Nasdaq resumed trading after being down for several hours this afternoon. As of 3:50pm the market maker is conducting trades, officials say.
It remains to be seen how much this halt will cost the market maker and its clients. The SEC says it was closely watching the actions of the market maker. An investigation could be forth-coming.
While no one knows the reason for the trading halt, some industry observers shared their suspicions. One talking head on CNBC said, "This happens when legacy trading systems trade with other legacy trading systems."
Another commentator on CNBC blamed RegNMS and the multiple trading venues and dark pools that exist in the current market.
One trader blamed electronic trading. "This is just another one of those headaches that are going on with this electronic stuff," says Frank Ingarra, head trader at NorthCoast Asset Management. "That's why it is important that you have multiple venues."
The Nasdaq meltdown comes two days after Goldman Sachs suffered a trading glitch that may cost the investment firm $100 million.
[Why is Goldman Sachs suffering from trading glitches?]
Nasdaq is no stranger to technical difficulties.
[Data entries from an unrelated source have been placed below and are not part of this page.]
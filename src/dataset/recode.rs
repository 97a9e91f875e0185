use std::sync::Arc;
use arrow::array::{Array, ArrayRef, BooleanArray, Int64Array, StringArray};
use arrow::compute::filter;
use arrow::datatypes::{DataType, Field, Schema};
use arrow::record_batch::RecordBatch;
use crate::dataset::error::IngestError;

pub const ID_COLUMN: &str = "tweet_id";
pub const LABEL_COLUMN: &str = "sentiment";

/// Kept labels and the class id each one is recoded to
pub const LABEL_IDS: [(&str, i64); 2] = [("neutral", 1), ("sadness", 0)];

fn label_id(label: &str) -> Option<i64> {
    LABEL_IDS
        .iter()
        .find(|(name, _)| *name == label)
        .map(|(_, id)| *id)
}

/// Drop the id column, keep the two target labels and recode them to class ids.
///
/// Always builds a new batch; surviving rows keep their relative order and an
/// empty result is not an error.
pub fn process_dataset(raw: RecordBatch) -> Result<RecordBatch, IngestError> {
    let schema = raw.schema();
    let (id_index, _) = schema
        .column_with_name(ID_COLUMN)
        .ok_or_else(|| IngestError::SchemaError(ID_COLUMN.to_string()))?;
    let (label_index, _) = schema
        .column_with_name(LABEL_COLUMN)
        .ok_or_else(|| IngestError::SchemaError(LABEL_COLUMN.to_string()))?;

    let labels = raw
        .column(label_index)
        .as_any()
        .downcast_ref::<StringArray>()
        .ok_or_else(|| IngestError::TransformError(format!(
            "`{}` column is {:?}, expected text",
            LABEL_COLUMN,
            schema.field(label_index).data_type()
        )))?;
    let keep = labels
        .iter()
        .map(|label| Some(label.and_then(label_id).is_some()))
        .collect::<BooleanArray>();

    let mut fields = Vec::with_capacity(schema.fields().len() - 1);
    let mut columns: Vec<ArrayRef> = Vec::with_capacity(schema.fields().len() - 1);
    for (i, field) in schema.fields().iter().enumerate() {
        if i == id_index {
            continue;
        }
        if i == label_index {
            let kept = filter(labels, &keep)?;
            let kept = kept
                .as_any()
                .downcast_ref::<StringArray>()
                .ok_or_else(|| IngestError::TransformError("filtered labels lost their type".to_string()))?;
            let class_ids = kept
                .iter()
                .map(|label| label.and_then(label_id))
                .collect::<Option<Vec<i64>>>()
                .ok_or_else(|| IngestError::TransformError("unmapped label survived the filter".to_string()))?;
            fields.push(Field::new(LABEL_COLUMN, DataType::Int64, false));
            columns.push(Arc::new(Int64Array::from(class_ids)));
        } else {
            fields.push(field.clone());
            columns.push(filter(raw.column(i).as_ref(), &keep)?);
        }
    }
    let processed = RecordBatch::try_new(Arc::new(Schema::new(fields)), columns)?;
    tracing::debug!(
        "kept {} of {} rows labelled {}, dropped {}",
        processed.num_rows(),
        raw.num_rows(),
        LABEL_IDS.iter().map(|(name, _)| *name).collect::<Vec<_>>().join("/"),
        raw.num_rows() - processed.num_rows()
    );
    Ok(processed)
}
use std::fmt;
use arrow::record_batch::RecordBatch;
use thiserror::Error;
use crate::dataset::error::IngestError;

/// Progress of a single ingestion run
#[derive(Debug, Clone, Copy, PartialEq, Eq)]
pub enum Stage {
    Start,
    ConfigLoaded,
    DataAcquired,
    Transformed,
    Partitioned,
    Persisted,
    Done,
}

impl Stage {
    /// Step that moves the run out of this stage
    pub fn next_step(&self) -> &'static str {
        match self {
            Stage::Start => "load params",
            Stage::ConfigLoaded => "read dataset",
            Stage::DataAcquired => "process dataset",
            Stage::Transformed => "split dataset",
            Stage::Partitioned => "save dataset",
            Stage::Persisted => "finish",
            Stage::Done => "none",
        }
    }

    fn attempt<T>(self, step: Result<T, IngestError>) -> Result<T, PipelineError> {
        step.map_err(|source| PipelineError { stage: self, source })
    }
}

impl fmt::Display for Stage {
    fn fmt(&self, f: &mut fmt::Formatter<'_>) -> fmt::Result {
        let name = match self {
            Stage::Start => "start",
            Stage::ConfigLoaded => "config loaded",
            Stage::DataAcquired => "data acquired",
            Stage::Transformed => "transformed",
            Stage::Partitioned => "partitioned",
            Stage::Persisted => "persisted",
            Stage::Done => "done",
        };
        f.write_str(name)
    }
}

/// Terminal failure of a run, tagged with the last stage it reached
#[derive(Debug, Error)]
#[error("{} failed after reaching `{stage}`: {source}", .stage.next_step())]
pub struct PipelineError {
    pub stage: Stage,
    #[source]
    pub source: IngestError,
}

pub trait IPipeline {
    fn load_params(&self) -> Result<f64, IngestError>;
    fn read_dataset(&self) -> Result<RecordBatch, IngestError>;
    fn process_dataset(&self, raw: RecordBatch) -> Result<RecordBatch, IngestError>;
    fn split_dataset(&self, dataset: RecordBatch, test_size: f64) -> Result<(RecordBatch, RecordBatch), IngestError>;
    fn save_dataset(&self, train: RecordBatch, test: RecordBatch) -> Result<(), IngestError>;

    /// Run every step in order, stopping at the first failure.
    ///
    /// Nothing is retried or rolled back; files written before a failure stay on disk.
    fn build(&self) -> Result<(), PipelineError> {
        let mut stage = Stage::Start;
        let test_size = stage.attempt(self.load_params())?;
        stage = advance(stage, Stage::ConfigLoaded);
        let raw = stage.attempt(self.read_dataset())?;
        stage = advance(stage, Stage::DataAcquired);
        let processed = stage.attempt(self.process_dataset(raw))?;
        stage = advance(stage, Stage::Transformed);
        let (train, test) = stage.attempt(self.split_dataset(processed, test_size))?;
        stage = advance(stage, Stage::Partitioned);
        stage.attempt(self.save_dataset(train, test))?;
        stage = advance(stage, Stage::Persisted);
        advance(stage, Stage::Done);
        Ok(())
    }
}

fn advance(from: Stage, to: Stage) -> Stage {
    tracing::debug!("{} -> {}", from, to);
    to
}
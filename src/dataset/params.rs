use std::fs;
use std::path::Path;
use serde_yaml::Value;
use crate::dataset::error::IngestError;

const SECTION: &str = "data_ingestion";
const TEST_SIZE: &str = "test_size";

/// Read `data_ingestion.test_size` from a YAML params file.
///
/// The value is returned as stored; range checks belong to the splitter.
pub fn load_params(params_path: &Path) -> Result<f64, IngestError> {
    let contents = fs::read_to_string(params_path).map_err(|source| {
        tracing::debug!("params file {} not found", params_path.display());
        IngestError::ConfigNotFound { path: params_path.to_path_buf(), source }
    })?;
    let document: Value = serde_yaml::from_str(&contents).map_err(|e| {
        tracing::debug!("params file {} is not valid yaml", params_path.display());
        IngestError::ConfigParseError { path: params_path.to_path_buf(), message: e.to_string() }
    })?;
    let value = document
        .get(SECTION)
        .and_then(|section| section.get(TEST_SIZE))
        .ok_or_else(|| {
            tracing::debug!("params file {} has no {}.{}", params_path.display(), SECTION, TEST_SIZE);
            IngestError::ConfigKeyMissing {
                path: params_path.to_path_buf(),
                key: format!("{}.{}", SECTION, TEST_SIZE),
            }
        })?;
    let test_size = value.as_f64().ok_or_else(|| IngestError::ConfigParseError {
        path: params_path.to_path_buf(),
        message: format!("{}.{} is not a number: {:?}", SECTION, TEST_SIZE, value),
    })?;
    tracing::debug!("test size retrieved: {}", test_size);
    Ok(test_size)
}
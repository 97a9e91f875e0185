use std::fs;
use std::path::Path;
use arrow::csv::Writer;
use arrow::record_batch::RecordBatch;
use crate::dataset::error::IngestError;

pub const TRAIN_FILE: &str = "train.csv";
pub const TEST_FILE: &str = "test.csv";

/// Write both partitions as `train.csv` and `test.csv` under `output_path`.
///
/// Missing parent directories are created and existing files are overwritten.
pub fn save_dataset(output_path: &Path, train: &RecordBatch, test: &RecordBatch) -> Result<(), IngestError> {
    fs::create_dir_all(output_path).map_err(|e| {
        tracing::debug!("create directory {} failed", output_path.display());
        IngestError::PersistError { path: output_path.to_path_buf(), message: e.to_string() }
    })?;
    write_csv(&output_path.join(TRAIN_FILE), train)?;
    write_csv(&output_path.join(TEST_FILE), test)?;
    Ok(())
}

/// Serialize `batch` with a header row and no index column.
fn write_csv(record_file: &Path, batch: &RecordBatch) -> Result<(), IngestError> {
    let persist_error = |message: String| IngestError::PersistError {
        path: record_file.to_path_buf(),
        message,
    };
    let mut content: Vec<u8> = Vec::new();
    {
        let mut writer = Writer::new(&mut content);
        writer.write(batch).map_err(|e| persist_error(e.to_string()))?;
    }
    fs::write(record_file, &content).map_err(|e| persist_error(e.to_string()))?;
    tracing::debug!("wrote {} rows to {}", batch.num_rows(), record_file.display());
    Ok(())
}
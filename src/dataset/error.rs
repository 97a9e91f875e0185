use std::path::PathBuf;
use arrow::error::ArrowError;
use thiserror::Error;

/// Errors raised by a single pipeline step
#[derive(Debug, Error)]
pub enum IngestError {
    /// Params file could not be opened or read
    #[error("params file {path:?} not found: {source}")]
    ConfigNotFound {
        path: PathBuf,
        #[source]
        source: std::io::Error,
    },

    /// Params file is not valid YAML or holds a non-numeric value
    #[error("params file {path:?} is malformed: {message}")]
    ConfigParseError { path: PathBuf, message: String },

    /// Required key path is absent from the params file
    #[error("params file {path:?} has no `{key}` entry")]
    ConfigKeyMissing { path: PathBuf, key: String },

    /// Retrieved content holds no data rows
    #[error("dataset from {0} is empty")]
    EmptyDataset(String),

    /// Retrieved content is not well-formed CSV
    #[error("dataset from {locator} could not be parsed: {source}")]
    DatasetParseError {
        locator: String,
        #[source]
        source: ArrowError,
    },

    /// Network, permission or any other retrieval failure
    #[error("failed to retrieve dataset from {locator}: {message}")]
    AcquisitionError { locator: String, message: String },

    /// A required column is missing
    #[error("dataset has no `{0}` column")]
    SchemaError(String),

    /// Filtering or recoding failed
    #[error("transform failed: {0}")]
    TransformError(String),

    /// Split fraction outside of (0, 1)
    #[error("test size {0} must be strictly between 0 and 1")]
    InvalidSplitFraction(f64),

    /// Not enough rows for a non-empty train and test split
    #[error("{rows} rows cannot be split with test size {test_size}")]
    InsufficientData { rows: usize, test_size: f64 },

    /// Output directory or file could not be written
    #[error("failed to write {path:?}: {message}")]
    PersistError { path: PathBuf, message: String },
}

impl From<ArrowError> for IngestError {
    fn from(e: ArrowError) -> Self {
        IngestError::TransformError(e.to_string())
    }
}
The exchange experienced an embarrassing episode when its system choked during the launch of the much anticipated Facebook IPO in 2010. Nasdaq had to pay a hefty fine for its system failures just this past spring.
Nasdaq OMX has suspended trading starting at 12:20pm this afternoon. The market maker issued this statement, according to the Wall Street Journal:
Due to issues with quote dissemination to the UTP SIP, NASDAQ BX and PSX are halting trading in Tape C securities until further notice.
At around 1 pm, an on-air CNBC commenter said that this appears to be "some sort of technology glitch."
One commenter on Twitter posted, "Let's call this a Flash Freeze."
At first the market maker said it was having problems with Quote Disseminations in its equities and options orders.
Nasdaq has reportedly told investment firms to route orders away from Nasdaq OMX.
NYSE is apparently not trading Nasdaq-based stocks.
The U.S. Securities and Exchange Commission said it was closely monitoring the on-going Nasdaq trading freeze.
"We are monitoring the situation and are in close contact with the exchanges," SEC spokesman John Nester tells Reuters.